Son Jong-nam (11 March 1958 – 7 December 2008) was a North Korean defector and Christian missionary, who died in a Pyongyang prison after being arrested in 2006.[1]

Early life

Son was born in Chongjin, North Hamgyong.[2] From 1973 to 1983, he served in the Korean People's Army as part of the presidential security service, rising to the rank of master sergeant; following his discharge, he began working at performing arts centre run by the military. Around 1992, he had one daughter. In 1997, his wife, pregnant with their second child, was arrested for allegedly insulting Kim Jong-il's mismanagement of the economy and blaming him for the North Korean famine. She was beaten while in custody, suffering a miscarriage as a result. That same year, Son's brother Son Jong-hun (손정훈) was charged with the illegal export of strategic items, and fled to China; he maintains that the charges were false.[1]

Defection

In January 1998, Son took his wife and daughter and fled North Korea, joining his brother in Yanji, Yanbian Korean Autonomous Region in northeast China's Jilin province.

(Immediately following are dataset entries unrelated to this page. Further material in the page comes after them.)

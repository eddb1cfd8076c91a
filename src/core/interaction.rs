//! Contributor interaction graphs.
//!
//! Two actors interact once for every distinct subject both touched inside a
//! window, no matter how many events each of them produced on it. Activity
//! counts, on the other hand, count every event.

use crate::core::event::{ActorId, SubjectId};
use crate::core::windowing::Window;
use serde::{Deserialize, Serialize};
use statrs::statistics::{Data, Median};
use std::collections::{BTreeMap, BTreeSet};

/// Symmetric actor × actor co-occurrence matrix with a zero diagonal.
#[derive(Debug, Clone, PartialEq, Eq, Serialize, Deserialize)]
pub struct InteractionGraph {
    matrix: Vec<Vec<u32>>,
}

impl InteractionGraph {
    /// An all-zero graph over `size` actors.
    pub fn zeros(size: usize) -> Self {
        Self {
            matrix: vec![vec![0; size]; size],
        }
    }

    pub fn size(&self) -> usize {
        self.matrix.len()
    }

    pub fn get(&self, a: ActorId, b: ActorId) -> u32 {
        self.matrix[a.index()][b.index()]
    }

    pub fn rows(&self) -> &[Vec<u32>] {
        &self.matrix
    }

    pub fn into_rows(self) -> Vec<Vec<u32>> {
        self.matrix
    }

    /// Record one shared subject between two distinct actors.
    fn connect(&mut self, a: ActorId, b: ActorId) {
        debug_assert_ne!(a, b);
        self.matrix[a.index()][b.index()] += 1;
        self.matrix[b.index()][a.index()] += 1;
    }

    pub fn is_symmetric(&self) -> bool {
        let n = self.size();
        (0..n).all(|i| (0..n).all(|j| self.matrix[i][j] == self.matrix[j][i]))
    }

    pub fn has_zero_diagonal(&self) -> bool {
        self.matrix.iter().enumerate().all(|(i, row)| row[i] == 0)
    }

    /// Sum over unordered pairs.
    pub fn total_interactions(&self) -> u64 {
        let n = self.size();
        (0..n)
            .flat_map(|i| (i + 1..n).map(move |j| (i, j)))
            .map(|(i, j)| u64::from(self.matrix[i][j]))
            .sum()
    }

    /// Number of distinct actors `actor` interacted with.
    pub fn degree(&self, actor: ActorId) -> usize {
        self.matrix[actor.index()].iter().filter(|&&c| c > 0).count()
    }

    /// Median neighbour count over active actors, divided by the number of
    /// active actors and rounded to three decimals.
    ///
    /// `None` when nobody was active.
    pub fn median_degree_ratio(&self, activity: &ActivityVector) -> Option<f64> {
        let active: Vec<ActorId> = activity.active_actors().collect();
        if active.is_empty() {
            return None;
        }
        let degrees: Vec<f64> = active.iter().map(|&a| self.degree(a) as f64).collect();
        let median = Data::new(degrees).median();
        let ratio = median / active.len() as f64;
        Some((ratio * 1000.0).round() / 1000.0)
    }
}

/// Per-actor event counts.
#[derive(Debug, Clone, PartialEq, Eq, Serialize, Deserialize)]
pub struct ActivityVector {
    counts: Vec<u32>,
}

impl ActivityVector {
    pub fn zeros(size: usize) -> Self {
        Self {
            counts: vec![0; size],
        }
    }

    pub fn size(&self) -> usize {
        self.counts.len()
    }

    pub fn get(&self, actor: ActorId) -> u32 {
        self.counts[actor.index()]
    }

    pub fn counts(&self) -> &[u32] {
        &self.counts
    }

    pub fn into_counts(self) -> Vec<u32> {
        self.counts
    }

    pub fn total(&self) -> u64 {
        self.counts.iter().map(|&c| u64::from(c)).sum()
    }

    /// Actors with at least one event.
    pub fn active_actors(&self) -> impl Iterator<Item = ActorId> + '_ {
        self.counts
            .iter()
            .enumerate()
            .filter(|(_, &c)| c > 0)
            .map(|(i, _)| ActorId(i))
    }
}

/// Build the interaction graph and activity vector of a window.
///
/// Both outputs are sized to `population`, the number of actors known to the
/// run, so indices line up across every window of the run. Should a window
/// reference an actor beyond `population`, the outputs grow to include it.
pub fn aggregate_window(
    window: &Window<'_>,
    population: usize,
) -> (InteractionGraph, ActivityVector) {
    let size = window
        .events
        .iter()
        .map(|e| e.actor().index() + 1)
        .max()
        .unwrap_or(0)
        .max(population);

    let mut activity = ActivityVector::zeros(size);
    let mut touched: BTreeMap<SubjectId, BTreeSet<ActorId>> = BTreeMap::new();

    for event in &window.events {
        activity.counts[event.actor().index()] += 1;
        for &subject in event.subjects() {
            touched.entry(subject).or_default().insert(event.actor());
        }
    }

    let mut graph = InteractionGraph::zeros(size);
    for actors in touched.values().filter(|actors| actors.len() > 1) {
        let actors: Vec<ActorId> = actors.iter().copied().collect();
        for (i, &a) in actors.iter().enumerate() {
            for &b in &actors[i + 1..] {
                graph.connect(a, b);
            }
        }
    }

    (graph, activity)
}

/// Sink record for one window.
///
/// Matrix rows and activity entries follow the run's canonical actor index.
#[derive(Debug, Clone, PartialEq, Serialize, Deserialize)]
pub struct WindowRecord {
    /// First day (ISO date)
    pub first_day: String,
    /// Last day, inclusive (ISO date)
    pub last_day: String,
    pub interaction: Vec<Vec<u32>>,
    pub author_activities: Vec<u32>,
    /// Median neighbour count over active actors / active actors
    #[serde(skip_serializing_if = "Option::is_none", default)]
    pub median_degree_ratio: Option<f64>,
}

impl WindowRecord {
    pub fn new(window: &Window<'_>, graph: InteractionGraph, activity: ActivityVector) -> Self {
        let median_degree_ratio = graph.median_degree_ratio(&activity);
        Self {
            first_day: window.first_day.format("%Y-%m-%d").to_string(),
            last_day: window.last_day.format("%Y-%m-%d").to_string(),
            interaction: graph.into_rows(),
            author_activities: activity.into_counts(),
            median_degree_ratio,
        }
    }

    /// Aggregate a window straight into a record.
    pub fn from_window(window: &Window<'_>, population: usize) -> Self {
        let (graph, activity) = aggregate_window(window, population);
        Self::new(window, graph, activity)
    }
}

#[cfg(test)]
mod tests {
    use super::*;
    use crate::core::bucketing::DayBucketer;
    use crate::core::event::{EventCatalog, EventRecord};
    use crate::core::windowing::WindowBuilder;
    use crate::source::types::RawEvent;
    use chrono::NaiveDate;

    fn commit(actor: &str, files: &[&str], day: u32) -> RawEvent {
        RawEvent::new(
            actor,
            files.iter().map(|f| f.to_string()).collect(),
            format!("2020-05-{day:02}T10:00:00Z"),
            "commit",
        )
    }

    fn window_of(events: &[EventRecord]) -> Window<'_> {
        Window {
            first_day: NaiveDate::from_ymd_opt(2020, 5, 1).unwrap(),
            last_day: NaiveDate::from_ymd_opt(2020, 5, 1).unwrap(),
            events: events.iter().collect(),
        }
    }

    #[test]
    fn test_three_actor_scenario() {
        let mut catalog = EventCatalog::with_actors(["A", "B", "C"]);
        let (events, _) = catalog.ingest(vec![
            commit("A", &["f1"], 1),
            commit("B", &["f1"], 1),
            commit("B", &["f2"], 2),
            commit("C", &["f2"], 2),
        ]);
        let buckets = DayBucketer::default().bucket(events);
        let builder = WindowBuilder::new(2, 2).unwrap();

        let windows: Vec<Window<'_>> = builder.windows(&buckets).collect();
        assert_eq!(windows.len(), 1);

        let record = WindowRecord::from_window(&windows[0], catalog.actor_count());
        assert_eq!(record.first_day, "2020-05-01");
        assert_eq!(record.last_day, "2020-05-02");
        assert_eq!(
            record.interaction,
            vec![vec![0, 1, 0], vec![1, 0, 1], vec![0, 1, 0]]
        );
        assert_eq!(record.author_activities, vec![1, 2, 1]);
    }

    #[test]
    fn test_single_actor_many_files() {
        let mut catalog = EventCatalog::new();
        let (events, _) = catalog.ingest(
            ["a", "b", "c", "d", "e"]
                .iter()
                .map(|f| commit("solo", &[f], 1)),
        );
        let (graph, activity) = aggregate_window(&window_of(&events), catalog.actor_count());

        assert_eq!(graph.total_interactions(), 0);
        assert_eq!(activity.counts(), &[5]);
    }

    #[test]
    fn test_co_occurrence_not_multiplicity() {
        let mut catalog = EventCatalog::new();
        let (events, _) = catalog.ingest(vec![
            commit("x", &["f"], 1),
            commit("y", &["f"], 1),
            commit("x", &["f"], 1),
            commit("y", &["f", "g"], 1),
            commit("x", &["g"], 1),
        ]);
        let (graph, activity) = aggregate_window(&window_of(&events), 2);

        // f and g are each shared once
        assert_eq!(graph.get(ActorId(0), ActorId(1)), 2);
        assert_eq!(activity.counts(), &[3, 2]);
    }

    #[test]
    fn test_sized_to_population() {
        let mut catalog = EventCatalog::with_actors(["idle-1", "idle-2", "busy"]);
        let (events, _) = catalog.ingest(vec![commit("busy", &["f"], 1)]);
        let (graph, activity) = aggregate_window(&window_of(&events), catalog.actor_count());

        assert_eq!(graph.size(), 3);
        assert_eq!(activity.counts(), &[0, 0, 1]);
    }

    #[test]
    fn test_empty_window() {
        let (graph, activity) = aggregate_window(&window_of(&[]), 4);
        assert_eq!(graph, InteractionGraph::zeros(4));
        assert_eq!(activity.total(), 0);
        assert_eq!(graph.median_degree_ratio(&activity), None);
    }

    #[test]
    fn test_symmetric_zero_diagonal_and_order_independent() {
        let raw = vec![
            commit("a", &["1", "2", "3"], 1),
            commit("b", &["2", "3"], 1),
            commit("c", &["3", "4"], 1),
            commit("d", &["4", "1"], 1),
            commit("a", &["4"], 1),
            commit("b", &[], 1),
        ];
        let mut catalog = EventCatalog::with_actors(["a", "b", "c", "d"]);
        let (events, _) = catalog.ingest(raw.clone());
        let (graph, _) = aggregate_window(&window_of(&events), 4);
        assert!(graph.is_symmetric());
        assert!(graph.has_zero_diagonal());

        let mut reversed_catalog = EventCatalog::with_actors(["a", "b", "c", "d"]);
        let (mut reversed, _) = reversed_catalog.ingest(raw);
        reversed.reverse();
        let (reversed_graph, _) = aggregate_window(&window_of(&reversed), 4);
        assert_eq!(graph, reversed_graph);
    }

    #[test]
    fn test_median_degree_ratio() {
        let mut catalog = EventCatalog::with_actors(["a", "b", "c"]);
        let (events, _) = catalog.ingest(vec![
            commit("a", &["f"], 1),
            commit("b", &["f"], 1),
            commit("c", &["g"], 1),
        ]);
        let (graph, activity) = aggregate_window(&window_of(&events), 3);
        // degrees 1, 1, 0 -> median 1 over 3 active actors
        assert_eq!(graph.median_degree_ratio(&activity), Some(0.333));
    }

    #[test]
    fn test_record_serialization_shape() {
        let mut catalog = EventCatalog::new();
        let (events, _) = catalog.ingest(vec![commit("a", &["f"], 1)]);
        let record = WindowRecord::from_window(&window_of(&events), 1);
        let json = serde_json::to_value(&record).unwrap();

        assert_eq!(json["first_day"], "2020-05-01");
        assert_eq!(json["interaction"], serde_json::json!([[0]]));
        assert_eq!(json["author_activities"], serde_json::json!([1]));
    }
}
//! End-to-end aggregation runs.
//!
//! ```text
//! raw ─▶ ingest ─▶ lookback ─▶ sort ─▶ bucket ─┬▶ windows ─▶ interaction records
//!                                              └▶ metrics (per-month partitions)
//! ```

use crate::config::Config;
use crate::core::bucketing::{DayBucketer, ReferenceZone};
use crate::core::event::{EventCatalog, EventRecord, IngestReport};
use crate::core::interaction::WindowRecord;
use crate::core::metrics::{aggregate_partitions, MergePolicy, MetricsAggregator};
use crate::core::rollup::rank_subjects;
use crate::core::sorting::sort_events;
use crate::core::windowing::{WindowBuilder, WindowError};
use crate::source::types::RawEvent;
use chrono::{DateTime, Datelike, Duration, Utc};
use std::collections::{BTreeMap, BTreeSet};

/// Seconds in one twelfth of a 365-day year.
const SECONDS_PER_MONTH: i64 = 365 * 86_400 / 12;

/// Oldest instant kept by a lookback of `months` ending at `reference`.
pub fn lookback_cutoff(reference: DateTime<Utc>, months: u32) -> DateTime<Utc> {
    reference - Duration::seconds(i64::from(months) * SECONDS_PER_MONTH)
}

/// Keep events at or after `cutoff`. Returns the kept events and the number
/// dropped.
pub fn apply_lookback(events: Vec<EventRecord>, cutoff: DateTime<Utc>) -> (Vec<EventRecord>, usize) {
    let before = events.len();
    let kept: Vec<EventRecord> = events
        .into_iter()
        .filter(|e| e.timestamp() >= cutoff)
        .collect();
    let dropped = before - kept.len();
    (kept, dropped)
}

/// Split events into calendar-month partitions, oldest first.
pub fn partition_by_month(events: Vec<EventRecord>, zone: ReferenceZone) -> Vec<Vec<EventRecord>> {
    let mut months: BTreeMap<(i32, u32), Vec<EventRecord>> = BTreeMap::new();
    for event in events {
        let date = zone.date_of(event.timestamp());
        months
            .entry((date.year(), date.month()))
            .or_default()
            .push(event);
    }
    months.into_values().collect()
}

/// Which repositories an incremental run aggregates.
///
/// The allow-list applies first; `top_k` then keeps the most active of the
/// remaining repositories, ranked like a roll-up over the whole input.
#[derive(Debug, Clone, Default, PartialEq, Eq)]
pub struct RepositorySelection {
    pub repositories: Vec<String>,
    pub top_k: Option<usize>,
}

impl RepositorySelection {
    pub fn all() -> Self {
        Self::default()
    }

    pub fn only(repositories: impl IntoIterator<Item = impl Into<String>>) -> Self {
        Self {
            repositories: repositories.into_iter().map(Into::into).collect(),
            top_k: None,
        }
    }

    pub fn with_top_k(mut self, k: usize) -> Self {
        self.top_k = Some(k);
        self
    }

    pub fn is_unrestricted(&self) -> bool {
        self.repositories.is_empty() && self.top_k.is_none()
    }

    /// Names of the selected repositories, or `None` when every repository
    /// is kept.
    pub fn resolve(&self, events: &[EventRecord], catalog: &EventCatalog) -> Option<BTreeSet<String>> {
        if self.is_unrestricted() {
            return None;
        }

        let allowed = |name: &str| {
            self.repositories.is_empty() || self.repositories.iter().any(|r| r == name)
        };
        let ranked = rank_subjects(events, catalog)
            .into_iter()
            .map(|row| row.subject)
            .filter(|name| allowed(name.as_str()));

        Some(match self.top_k {
            Some(k) => ranked.take(k).collect(),
            None => ranked.collect(),
        })
    }
}

/// Events after ingest, lookback and sorting.
#[derive(Debug, Clone)]
pub struct Prepared {
    pub events: Vec<EventRecord>,
    pub report: IngestReport,
    pub lookback_dropped: usize,
}

/// Output of a window-mode run.
#[derive(Debug, Clone)]
pub struct GraphRun {
    /// Actor identities in canonical index order
    pub actors: Vec<String>,
    pub records: Vec<WindowRecord>,
    pub report: IngestReport,
    pub lookback_dropped: usize,
}

/// Output of an incremental-mode run.
#[derive(Debug, Clone)]
pub struct MetricsRun {
    pub aggregator: MetricsAggregator,
    pub report: IngestReport,
    pub lookback_dropped: usize,
    pub partitions: usize,
    /// Repositories aggregated, when a selection narrowed them
    pub selected: Option<BTreeSet<String>>,
}

/// Configured aggregation stages.
#[derive(Debug, Clone)]
pub struct Pipeline {
    builder: WindowBuilder,
    bucketer: DayBucketer,
    time_budget_months: Option<u32>,
    merge_policy: MergePolicy,
    selection: RepositorySelection,
}

impl Pipeline {
    pub fn new(builder: WindowBuilder, zone: ReferenceZone) -> Self {
        Self {
            builder,
            bucketer: DayBucketer::new(zone),
            time_budget_months: None,
            merge_policy: MergePolicy::default(),
            selection: RepositorySelection::all(),
        }
    }

    pub fn from_config(config: &Config) -> Result<Self, WindowError> {
        let builder = WindowBuilder::new(config.window_size, config.stride)?
            .with_convention(config.stride_convention)
            .with_boundary(config.boundary)
            .ignore_empty(config.ignore_empty_windows);

        Ok(Self::new(builder, config.time_zone)
            .with_time_budget(config.time_budget_months)
            .with_merge_policy(config.merge_policy)
            .with_selection(RepositorySelection {
                repositories: config.repositories.clone(),
                top_k: config.top_k,
            }))
    }

    pub fn with_time_budget(mut self, months: Option<u32>) -> Self {
        self.time_budget_months = months;
        self
    }

    pub fn with_merge_policy(mut self, policy: MergePolicy) -> Self {
        self.merge_policy = policy;
        self
    }

    pub fn with_selection(mut self, selection: RepositorySelection) -> Self {
        self.selection = selection;
        self
    }

    pub fn selection(&self) -> &RepositorySelection {
        &self.selection
    }

    pub fn builder(&self) -> WindowBuilder {
        self.builder
    }

    pub fn zone(&self) -> ReferenceZone {
        self.bucketer.zone()
    }

    /// Ingest, apply the lookback horizon relative to `reference`, and sort.
    pub fn prepare<I>(&self, catalog: &mut EventCatalog, raw: I, reference: DateTime<Utc>) -> Prepared
    where
        I: IntoIterator<Item = RawEvent>,
    {
        let (events, report) = catalog.ingest(raw);

        let (events, lookback_dropped) = match self.time_budget_months {
            Some(months) => apply_lookback(events, lookback_cutoff(reference, months)),
            None => (events, 0),
        };
        if lookback_dropped > 0 {
            tracing::info!(dropped = lookback_dropped, "dropped events outside lookback horizon");
        }

        Prepared {
            events: sort_events(events),
            report,
            lookback_dropped,
        }
    }

    /// Build one interaction record per emitted window.
    pub fn run_graph<I>(&self, catalog: &mut EventCatalog, raw: I, reference: DateTime<Utc>) -> GraphRun
    where
        I: IntoIterator<Item = RawEvent>,
    {
        let prepared = self.prepare(catalog, raw, reference);
        let buckets = self.bucketer.bucket(prepared.events);
        let population = catalog.actor_count();

        let records: Vec<WindowRecord> = self
            .builder
            .windows(&buckets)
            .map(|window| WindowRecord::from_window(&window, population))
            .collect();

        tracing::info!(
            windows = records.len(),
            actors = population,
            days = buckets.len(),
            "interaction graphs built"
        );

        GraphRun {
            actors: catalog.actors().names().to_vec(),
            records,
            report: prepared.report,
            lookback_dropped: prepared.lookback_dropped,
        }
    }

    /// Fold events into per-subject daily metrics, one worker per month.
    pub fn run_metrics<I>(&self, catalog: &mut EventCatalog, raw: I, reference: DateTime<Utc>) -> MetricsRun
    where
        I: IntoIterator<Item = RawEvent>,
    {
        let prepared = self.prepare(catalog, raw, reference);
        let zone = self.zone();
        let catalog: &EventCatalog = catalog;

        let selected = self.selection.resolve(&prepared.events, catalog);
        if let Some(names) = &selected {
            tracing::info!(repositories = names.len(), "restricting metrics to selected repositories");
        }
        let keep = |name: &str| selected.as_ref().map_or(true, |names| names.contains(name));

        let partitions = partition_by_month(prepared.events, zone);
        let partition_count = partitions.len();

        let aggregator = aggregate_partitions(partitions, zone, self.merge_policy, |events| {
            let mut aggregator = MetricsAggregator::with_zone(zone);
            for event in &events {
                for &subject in event.subjects() {
                    match catalog.subject_name(subject) {
                        Some(name) if keep(name) => {
                            aggregator.observe(name, event);
                        }
                        _ => {}
                    }
                }
            }
            aggregator
        });

        if aggregator.fallback_durations() > 0 {
            tracing::warn!(
                count = aggregator.fallback_durations(),
                "issue close times that could not be computed were recorded as zero"
            );
        }

        MetricsRun {
            aggregator,
            report: prepared.report,
            lookback_dropped: prepared.lookback_dropped,
            partitions: partition_count,
            selected,
        }
    }
}
use super::{validate_key, AggregateSink, SinkError};
use serde::Serialize;
use std::path::{Path, PathBuf};

/// Writes each aggregate to `<dir>/<key>.json`.
#[derive(Debug, Clone)]
pub struct JsonFileSink {
    dir: PathBuf,
    pretty: bool,
    written: Vec<PathBuf>,
}

impl JsonFileSink {
    /// The directory is created on first write.
    pub fn new(dir: impl Into<PathBuf>) -> Self {
        Self {
            dir: dir.into(),
            pretty: true,
            written: Vec::new(),
        }
    }

    /// Emit compact JSON instead of pretty-printed JSON.
    pub fn compact(mut self) -> Self {
        self.pretty = false;
        self
    }

    pub fn dir(&self) -> &Path {
        &self.dir
    }

    pub fn path_for(&self, key: &str) -> PathBuf {
        self.dir.join(format!("{key}.json"))
    }

    /// Files written so far, in write order.
    pub fn written(&self) -> &[PathBuf] {
        &self.written
    }
}

impl AggregateSink for JsonFileSink {
    fn accept<T: Serialize + ?Sized>(&mut self, key: &str, value: &T) -> Result<(), SinkError> {
        validate_key(key)?;

        let content = if self.pretty {
            serde_json::to_string_pretty(value)?
        } else {
            serde_json::to_string(value)?
        };

        std::fs::create_dir_all(&self.dir).map_err(|source| SinkError::Io {
            path: self.dir.clone(),
            source,
        })?;

        let path = self.path_for(key);
        std::fs::write(&path, content).map_err(|source| SinkError::Io {
            path: path.clone(),
            source,
        })?;

        tracing::info!(path = %path.display(), "wrote aggregate");
        self.written.push(path);
        Ok(())
    }
}
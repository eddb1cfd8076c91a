//! Cumulative run statistics.
//!
//! Counters survive between invocations through a small JSON file in the
//! data directory, which the `status` command reads back.

use super::SinkError;
use crate::core::event::IngestReport;
use chrono::{DateTime, Utc};
use serde::{Deserialize, Serialize};
use std::path::PathBuf;
use std::sync::atomic::{AtomicU64, Ordering};

/// File name used inside the data directory.
pub const STATS_FILE: &str = "run_stats.json";

/// Counters across aggregation runs.
#[derive(Debug)]
pub struct RunStats {
    /// Runs completed
    runs: AtomicU64,
    /// Records accepted by ingest
    records_ingested: AtomicU64,
    /// Records skipped as malformed
    records_skipped: AtomicU64,
    /// Windows handed to a sink
    windows_emitted: AtomicU64,
    /// Metric values handed to a sink
    metrics_exported: AtomicU64,
    /// Durations recorded as zero
    fallback_durations: AtomicU64,
    started: DateTime<Utc>,
    persist_path: Option<PathBuf>,
}

impl RunStats {
    pub fn new() -> Self {
        Self {
            runs: AtomicU64::new(0),
            records_ingested: AtomicU64::new(0),
            records_skipped: AtomicU64::new(0),
            windows_emitted: AtomicU64::new(0),
            metrics_exported: AtomicU64::new(0),
            fallback_durations: AtomicU64::new(0),
            started: Utc::now(),
            persist_path: None,
        }
    }

    /// Stats backed by `path`, seeded from it when it exists.
    pub fn with_persistence(path: PathBuf) -> Self {
        let mut stats = Self::new();
        stats.persist_path = Some(path);

        if let Err(e) = stats.load() {
            tracing::warn!(error = %e, "could not load previous run statistics");
        }

        stats
    }

    pub fn record_run(&self) {
        self.runs.fetch_add(1, Ordering::Relaxed);
    }

    pub fn record_ingest(&self, report: &IngestReport) {
        self.records_ingested
            .fetch_add(report.accepted, Ordering::Relaxed);
        self.records_skipped
            .fetch_add(report.skipped(), Ordering::Relaxed);
    }

    pub fn record_windows(&self, count: u64) {
        self.windows_emitted.fetch_add(count, Ordering::Relaxed);
    }

    pub fn record_metrics_exported(&self, count: u64) {
        self.metrics_exported.fetch_add(count, Ordering::Relaxed);
    }

    pub fn record_fallback_durations(&self, count: u64) {
        self.fallback_durations.fetch_add(count, Ordering::Relaxed);
    }

    pub fn snapshot(&self) -> RunStatsSnapshot {
        RunStatsSnapshot {
            runs: self.runs.load(Ordering::Relaxed),
            records_ingested: self.records_ingested.load(Ordering::Relaxed),
            records_skipped: self.records_skipped.load(Ordering::Relaxed),
            windows_emitted: self.windows_emitted.load(Ordering::Relaxed),
            metrics_exported: self.metrics_exported.load(Ordering::Relaxed),
            fallback_durations: self.fallback_durations.load(Ordering::Relaxed),
            last_updated: Utc::now(),
        }
    }

    /// Human-readable summary for the `status` command.
    pub fn summary(&self) -> String {
        let s = self.snapshot();
        format!(
            "Run Statistics:\n\
             - Runs completed: {}\n\
             - Records ingested: {}\n\
             - Records skipped (malformed): {}\n\
             - Windows emitted: {}\n\
             - Metric values exported: {}\n\
             - Close times recorded as zero: {}\n\
             - Tracking since: {}",
            s.runs,
            s.records_ingested,
            s.records_skipped,
            s.windows_emitted,
            s.metrics_exported,
            s.fallback_durations,
            self.started.format("%Y-%m-%d %H:%M:%S UTC"),
        )
    }

    /// Write the counters to the backing file, if any.
    pub fn save(&self) -> Result<(), SinkError> {
        let Some(path) = &self.persist_path else {
            return Ok(());
        };
        if let Some(parent) = path.parent() {
            std::fs::create_dir_all(parent).map_err(|source| SinkError::Io {
                path: parent.to_path_buf(),
                source,
            })?;
        }

        let persisted = PersistedStats {
            counters: self.snapshot(),
            started: self.started,
        };
        let json = serde_json::to_string_pretty(&persisted)?;
        std::fs::write(path, json).map_err(|source| SinkError::Io {
            path: path.clone(),
            source,
        })
    }

    fn load(&mut self) -> Result<(), SinkError> {
        let Some(path) = &self.persist_path else {
            return Ok(());
        };
        if !path.exists() {
            return Ok(());
        }

        let content = std::fs::read_to_string(path).map_err(|source| SinkError::Io {
            path: path.clone(),
            source,
        })?;
        let persisted: PersistedStats = serde_json::from_str(&content)?;
        let c = persisted.counters;

        self.runs.store(c.runs, Ordering::Relaxed);
        self.records_ingested
            .store(c.records_ingested, Ordering::Relaxed);
        self.records_skipped
            .store(c.records_skipped, Ordering::Relaxed);
        self.windows_emitted
            .store(c.windows_emitted, Ordering::Relaxed);
        self.metrics_exported
            .store(c.metrics_exported, Ordering::Relaxed);
        self.fallback_durations
            .store(c.fallback_durations, Ordering::Relaxed);
        self.started = persisted.started;
        Ok(())
    }

    pub fn reset(&self) {
        for counter in [
            &self.runs,
            &self.records_ingested,
            &self.records_skipped,
            &self.windows_emitted,
            &self.metrics_exported,
            &self.fallback_durations,
        ] {
            counter.store(0, Ordering::Relaxed);
        }
    }
}

impl Default for RunStats {
    fn default() -> Self {
        Self::new()
    }
}

/// Point-in-time copy of the counters.
#[derive(Debug, Clone, PartialEq, Eq, Serialize, Deserialize)]
pub struct RunStatsSnapshot {
    pub runs: u64,
    pub records_ingested: u64,
    pub records_skipped: u64,
    pub windows_emitted: u64,
    pub metrics_exported: u64,
    pub fallback_durations: u64,
    pub last_updated: DateTime<Utc>,
}

#[derive(Debug, Serialize, Deserialize)]
struct PersistedStats {
    #[serde(flatten)]
    counters: RunStatsSnapshot,
    started: DateTime<Utc>,
}
//! Chronological ordering of events.

use crate::core::event::{parse_timestamp, EventRecord, RecordError};
use crate::source::types::RawEvent;

/// Order events by timestamp. Ties keep their input order.
pub fn sort_events(mut events: Vec<EventRecord>) -> Vec<EventRecord> {
    // sort_by_key is stable
    events.sort_by_key(EventRecord::timestamp);
    events
}

/// Order raw records by their resolved timestamp. Ties keep their input
/// order.
///
/// Unlike ingest, this is all-or-nothing: the first record whose timestamp
/// cannot be resolved fails the whole call.
pub fn sort_raw_events(raw: Vec<RawEvent>) -> Result<Vec<RawEvent>, RecordError> {
    let mut keyed = raw
        .into_iter()
        .map(|record| parse_timestamp(&record.timestamp).map(|t| (t, record)))
        .collect::<Result<Vec<_>, _>>()?;
    keyed.sort_by_key(|(t, _)| *t);
    Ok(keyed.into_iter().map(|(_, record)| record).collect())
}

/// Whether events are in non-decreasing timestamp order.
pub fn is_chronological(events: &[EventRecord]) -> bool {
    events
        .windows(2)
        .all(|pair| pair[0].timestamp() <= pair[1].timestamp())
}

A South Korean missionary, who lived in the region on the pretext of involvement in the lumber business, sheltered them for some time after their arrival. However, Son's wife died of leukaemia seven months later. Son, distraught, began to grow closer to the missionary, leading to his eventual conversion to Christianity; he then aided the missionaries in converting other North Korean defectors in China. He was arrested by Chinese police and deported back to North Korea in January 2001, where his brother says he suffered electrical shocks and beatings with clubs, causing a limp in his leg and the loss of 32 kilograms (71 lb) of body weight. After his release in 2004, he sneaked back into China to see his daughter.[1]

Final return to North Korea

Son did not remain in China for long; he soon returned to North Korea with Bibles and cassette tapes in an effort to proselytise people in his home country. However, in January 2006, police found the Bibles at his home in Hoeryong and arrested him again.[1] According to his brother, the charges were illegal border crossing, meeting with enemies of the state, and disseminating anti-state literature.[3] Son was imprisoned in the basement of the State Security Department in Pyongyang.[2]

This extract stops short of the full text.